Schiavismo e colonialismo. Ma dove poteva andare l’Africa?

Pubblicato il 10 Marzo 2014 alle 17:51 Autore: Raffaele Masto

I capi di Stato di 15 Paesi dei Caraibi hanno lanciato un piano per la richiesta di riparazioni rivolto a diversi Paesi europei per la tratta degli schiavi condotta fino al 1833 nell’Oceano Atlantico. La richiesta di indennizzi riguarderà Gran Bretagna, Francia, Spagna, Portogallo, Olanda, Norvegia, Svezia e Danimarca. L’organizzazione politica ed economica della regione caraibica prevede, fra l’altro, la richiesta di scuse ufficiali e incondizionate dalle nazioni europee che hanno condotto la tratta e una serie di azioni a sostegno delle comunità povere discendenti dagli schiavi.

Già in passato erano state chieste riparazioni.
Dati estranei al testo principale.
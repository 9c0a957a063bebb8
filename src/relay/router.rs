//! Destination resolution for outbound messages.
//!
//! Static chat-kind mappings come first; forum destinations with a known
//! correspondent resolve to a per-conversation thread, created lazily on
//! first contact and persisted through the config store.

use std::collections::HashMap;
use std::sync::Arc;

use serenity::model::id::ChannelId;
use tokio::sync::Mutex;
use tracing::{debug, info, warn};

use crate::common::platform::PlatformConnection;
use crate::common::types::{ChannelKind, ChannelRecord, ChatKind};
use crate::config::store::ConfigStore;
use crate::discord::directory::ChannelDirectory;

pub struct ConversationRouter {
    type_routes: HashMap<ChatKind, ChannelId>,
    default_channel: Option<ChannelId>,
    directory: Arc<ChannelDirectory>,
    connection: Arc<dyn PlatformConnection>,
    store: Arc<dyn ConfigStore>,
    /// Serializes first-contact thread creation so sequential sends to a new
    /// correspondent create exactly one thread.
    thread_create_lock: Mutex<()>,
}

impl ConversationRouter {
    pub fn new(
        type_routes: HashMap<ChatKind, ChannelId>,
        default_channel: Option<ChannelId>,
        directory: Arc<ChannelDirectory>,
        connection: Arc<dyn PlatformConnection>,
        store: Arc<dyn ConfigStore>,
    ) -> Self {
        Self {
            type_routes,
            default_channel,
            directory,
            connection,
            store,
            thread_create_lock: Mutex::new(()),
        }
    }

    /// Resolve a chat event to its destination channel or thread.
    ///
    /// Returns `None` when no mapping and no default exist, or when a
    /// required thread could not be created; the caller drops the event
    /// silently either way.
    pub async fn resolve_destination(
        &self,
        kind: ChatKind,
        correspondent: Option<&str>,
    ) -> Option<ChannelRecord> {
        let channel_id = match self.type_routes.get(&kind).copied() {
            Some(id) => id,
            None => match self.default_channel {
                Some(id) => id,
                None => {
                    debug!(%kind, "no destination mapping, dropping event");
                    return None;
                }
            },
        };

        let record = self
            .directory
            .find(channel_id)
            .unwrap_or_else(|| ChannelRecord::unresolved(channel_id));

        if record.kind == ChannelKind::Forum {
            if let Some(correspondent) = correspondent {
                return self.thread_destination(&record, correspondent).await;
            }
        }

        Some(record)
    }

    /// Resolve or lazily create the conversation thread for a correspondent
    /// under a forum destination.
    pub async fn thread_destination(
        &self,
        forum: &ChannelRecord,
        correspondent: &str,
    ) -> Option<ChannelRecord> {
        if let Some(thread_id) = self.store.thread_for(correspondent).await {
            return Some(self.thread_record(forum, correspondent, thread_id));
        }

        let _guard = self.thread_create_lock.lock().await;

        // A concurrent first-send may have created it while we waited.
        if let Some(thread_id) = self.store.thread_for(correspondent).await {
            return Some(self.thread_record(forum, correspondent, thread_id));
        }

        let initial = format!("Conversation with {}", correspondent);
        match self
            .connection
            .create_thread(forum.id, correspondent, &initial)
            .await
        {
            Ok(thread) => {
                info!(
                    forum_id = %forum.id,
                    thread_id = %thread.id,
                    correspondent,
                    "created conversation thread"
                );
                if let Err(e) = self.store.record_thread(correspondent, thread.id.get()).await {
                    warn!(correspondent, "failed to persist thread mapping: {}", e);
                }
                Some(thread)
            }
            Err(e) => {
                warn!(
                    forum_id = %forum.id,
                    correspondent,
                    "failed to create conversation thread: {}",
                    e
                );
                None
            }
        }
    }

    fn thread_record(
        &self,
        forum: &ChannelRecord,
        correspondent: &str,
        thread_id: u64,
    ) -> ChannelRecord {
        ChannelRecord {
            id: ChannelId::new(thread_id),
            name: correspondent.to_string(),
            kind: ChannelKind::Thread,
            parent_id: Some(forum.id),
        }
    }
}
Nel 2004 i discendenti degli schiavi africani fecero causa ai Lloyds di Londra ma senza successo. Alcuni Paesi dei Caraibi si sono rivolti all’Onu, ottenendo attenzione ma niente di più. Anche questa richiesta probabilmente cadrà nel vuoto. Certamente gli stessi paesi vittime dello schiavismo lo sanno, anzi lo sapevano anche prima di lanciare il piano di richieste di riparazioni e di scuse.
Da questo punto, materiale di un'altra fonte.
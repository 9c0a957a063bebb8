//! Error types for the application.

use thiserror::Error;

/// Relay-side error taxonomy.
///
/// Transport failures are split into transient (retried with backoff) and
/// permanent (aborted immediately). Neither is ever raised across the relay
/// boundary on an expected failure path; callers see sentinel results.
#[derive(Debug, Error)]
pub enum RelayError {
    #[error("transient transport failure: {message}")]
    TransientTransport { message: String },

    #[error("transport failure: {message}")]
    PermanentTransport { message: String },

    #[error("consistency error: {message}")]
    Consistency { message: String },

    #[error("game delivery failed: {message}")]
    Delivery { message: String },

    #[error("configuration error: {0}")]
    Config(#[from] ConfigError),
}

impl RelayError {
    pub fn transient(message: impl Into<String>) -> Self {
        Self::TransientTransport {
            message: message.into(),
        }
    }

    pub fn permanent(message: impl Into<String>) -> Self {
        Self::PermanentTransport {
            message: message.into(),
        }
    }

    pub fn consistency(message: impl Into<String>) -> Self {
        Self::Consistency {
            message: message.into(),
        }
    }

    /// Whether the retry policy should try this operation again.
    pub fn is_transient(&self) -> bool {
        matches!(self, Self::TransientTransport { .. })
    }
}

/// Configuration-related errors.
#[derive(Debug, Error)]
pub enum ConfigError {
    #[error("Failed to read config file '{path}': {source}")]
    IoError {
        path: String,
        #[source]
        source: std::io::Error,
    },

    #[error("Failed to parse config: {message}")]
    ParseError { message: String },

    #[error("Config validation failed: {message}")]
    ValidationError { message: String },
}

/// Result type alias for relay operations.
pub type RelayResult<T> = std::result::Result<T, RelayError>;

/// Result type alias for configuration loading.
pub type ConfigResult<T> = std::result::Result<T, ConfigError>;
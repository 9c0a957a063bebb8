//! Shared types, errors, and utilities.

pub mod error;
pub mod platform;
pub mod retry;
pub mod types;

pub use error::{RelayError, RelayResult};
pub use types::{ChatKind, ChatMessage, ChannelKind, ChannelRecord, SenderKey, WebhookIdentity, WebhookPayload};
//! End-to-end tests for sheetgrid-xlsx.
//!
//! Each test builds the workbook it needs in memory, writes it as a real
//! `.xlsx` (to a buffer or a temp file), reads it back with `XlsxReader` and
//! asserts on the reloaded model.

mod common;
mod roundtrip;

// Re-export common utilities for submodules
pub use common::*;
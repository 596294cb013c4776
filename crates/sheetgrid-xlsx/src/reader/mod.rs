//! XLSX reader

use std::fs::File;
use std::io::{BufReader, Read, Seek};
use std::path::Path;

use quick_xml::events::Event;
use quick_xml::reader::Reader;

use crate::comments::read_comments;
use crate::error::{XlsxError, XlsxResult};
use crate::node::{NodeAccessor, XmlElement};
use crate::package::{PackageStore, ZipPackage};
use crate::relationships::{
    read_relationships, rels_path_for, resolve_target, Relationship, REL_COMMENTS,
    REL_OFFICE_DOCUMENT, REL_SHARED_STRINGS, REL_WORKSHEET,
};
use crate::shared_strings::read_shared_strings;
use crate::sheet::read_worksheet;
use sheetgrid_core::{Workbook, WorkbookSettings};

const DEFAULT_WORKBOOK_PART: &str = "xl/workbook.xml";

/// A `<sheet>` entry of `workbook.xml`
#[derive(Debug)]
struct SheetEntry {
    name: String,
    rel_id: String,
    visible: bool,
}

/// Workbook-level facts from `workbook.xml`
#[derive(Debug, Default)]
struct WorkbookInfo {
    sheets: Vec<SheetEntry>,
    date_1904: bool,
    active_tab: usize,
}

/// XLSX file reader
pub struct XlsxReader;

impl XlsxReader {
    /// Read a workbook from a file path
    pub fn read_file<P: AsRef<Path>>(path: P) -> XlsxResult<Workbook> {
        let file = File::open(path)?;
        Self::read(BufReader::new(file))
    }

    /// Read a workbook from a reader
    pub fn read<R: Read + Seek>(reader: R) -> XlsxResult<Workbook> {
        let mut package = ZipPackage::open(reader)?;
        Self::read_package(&mut package)
    }

    /// Read a workbook from any package store
    pub fn read_package<P: PackageStore>(package: &mut P) -> XlsxResult<Workbook> {
        // Verify this is an XLSX file
        if !package.has_part("[Content_Types].xml") {
            return Err(XlsxError::InvalidFormat(
                "Missing [Content_Types].xml".into(),
            ));
        }

        let workbook_part = Self::workbook_part(package)?;
        let info = Self::read_workbook_xml(&require(package, &workbook_part)?)?;
        let rels = read_relationships(&require(package, &rels_path_for(&workbook_part))?)?;

        let mut workbook = Workbook::empty_with_settings(WorkbookSettings {
            date_1904: info.date_1904,
            ..WorkbookSettings::default()
        });

        // Shared strings land in the workbook pool; cells refer to pool indices
        let strings = match rels.iter().find(|r| r.is(REL_SHARED_STRINGS)) {
            Some(rel) => {
                let part = resolve_target(&workbook_part, &rel.target);
                match package.read_part(&part)? {
                    Some(xml) => read_shared_strings(&xml, workbook.shared_strings_mut())?,
                    None => {
                        log::warn!("shared string table {} is missing", part);
                        Vec::new()
                    }
                }
            }
            None => Vec::new(),
        };

        for entry in &info.sheets {
            let Some(rel) = rels.iter().find(|r| r.id == entry.rel_id) else {
                log::warn!("sheet '{}' has no relationship {}", entry.name, entry.rel_id);
                continue;
            };
            if !rel.is(REL_WORKSHEET) {
                log::debug!("skipping non-worksheet sheet '{}' ({})", entry.name, rel.rel_type);
                continue;
            }
            let part = resolve_target(&workbook_part, &rel.target);
            let xml = require(package, &part)?;

            let index = workbook.add_worksheet_with_name(&entry.name)?;
            let sheet = workbook
                .worksheet_mut(index)
                .ok_or_else(|| XlsxError::InvalidFormat(format!("sheet {} vanished", index)))?;
            sheet.set_visible(entry.visible);
            read_worksheet(&xml, sheet, &strings)?;

            // Read comments for this worksheet (if present)
            if let Some(sheet_rels) = package.read_part(&rels_path_for(&part))? {
                for rel in read_relationships(&sheet_rels)?
                    .iter()
                    .filter(|r| r.is(REL_COMMENTS))
                {
                    let comments_part = resolve_target(&part, &rel.target);
                    match package.read_part(&comments_part)? {
                        Some(xml) => read_comments(&xml, sheet)?,
                        None => log::warn!("comments part {} is missing", comments_part),
                    }
                }
            }
        }

        // Ensure at least one sheet exists
        if workbook.is_empty() {
            workbook.add_worksheet()?;
        }

        if info.active_tab < workbook.sheet_count() {
            workbook.set_active_sheet(info.active_tab)?;
        } else {
            log::warn!("activeTab {} out of range, keeping the first sheet", info.active_tab);
        }

        log::info!("read workbook with {} sheet(s)", workbook.sheet_count());
        Ok(workbook)
    }

    /// Main workbook part, found through the package relationships
    fn workbook_part<P: PackageStore>(package: &mut P) -> XlsxResult<String> {
        let rels = match package.read_part("_rels/.rels")? {
            Some(xml) => read_relationships(&xml)?,
            None => Vec::new(),
        };
        Ok(rels
            .iter()
            .find(|r| r.is(REL_OFFICE_DOCUMENT))
            .map(|r: &Relationship| resolve_target("", &r.target))
            .unwrap_or_else(|| DEFAULT_WORKBOOK_PART.to_string()))
    }

    fn read_workbook_xml(xml: &[u8]) -> XlsxResult<WorkbookInfo> {
        let mut xml_reader = Reader::from_reader(xml);
        xml_reader.trim_text(true);

        let mut buf = Vec::new();
        let mut info = WorkbookInfo::default();

        loop {
            match xml_reader.read_event_into(&mut buf)? {
                Event::Empty(e) | Event::Start(e) => {
                    let node = XmlElement::from_start(&e)?;
                    match node.name() {
                        "sheet" => {
                            match (node.attribute("name"), node.attribute("r:id")) {
                                (Some(name), Some(rel_id)) => info.sheets.push(SheetEntry {
                                    name: name.to_string(),
                                    rel_id: rel_id.to_string(),
                                    visible: !matches!(
                                        node.attribute("state"),
                                        Some("hidden" | "veryHidden")
                                    ),
                                }),
                                _ => log::warn!("skipping incomplete sheet entry {:?}", node),
                            }
                        }
                        "workbookPr" => info.date_1904 = node.flag("date1904"),
                        "workbookView" => {
                            info.active_tab = node.attribute_parsed("activeTab").unwrap_or(0)
                        }
                        _ => {}
                    }
                }
                Event::Eof => break,
                _ => {}
            }
            buf.clear();
        }

        Ok(info)
    }
}

fn require<P: PackageStore>(package: &mut P, part: &str) -> XlsxResult<Vec<u8>> {
    package
        .read_part(part)?
        .ok_or_else(|| XlsxError::MissingPart(part.to_string()))
}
In realtà, seppure queste richieste non hanno nessuna possibilità di ottenere ciò che chiedono, hanno un merito: quello di richiamare l’attenzione sul fatto che i secoli dello schiavismo hanno segnato l’Africa profondamente e che la tratta è uno dei principali motivi del mancato sviluppo del continente.

All’Africa infatti per alcuni secoli sono stati sottratti gli uomini e le donne in età lavorativa, nel momento in cui erano più creativi e più attivi. Che futuro si pensava potesse avere quel continente? Ecco, anche solo riconoscere che il non sviluppo dell’Africa non è il frutto di una “inferiorità” degli africani è importante. Spesso è importante anche per gli africani stessi che non riescono ancora a riconoscere la portata di ciò che è stato lo schiavismo.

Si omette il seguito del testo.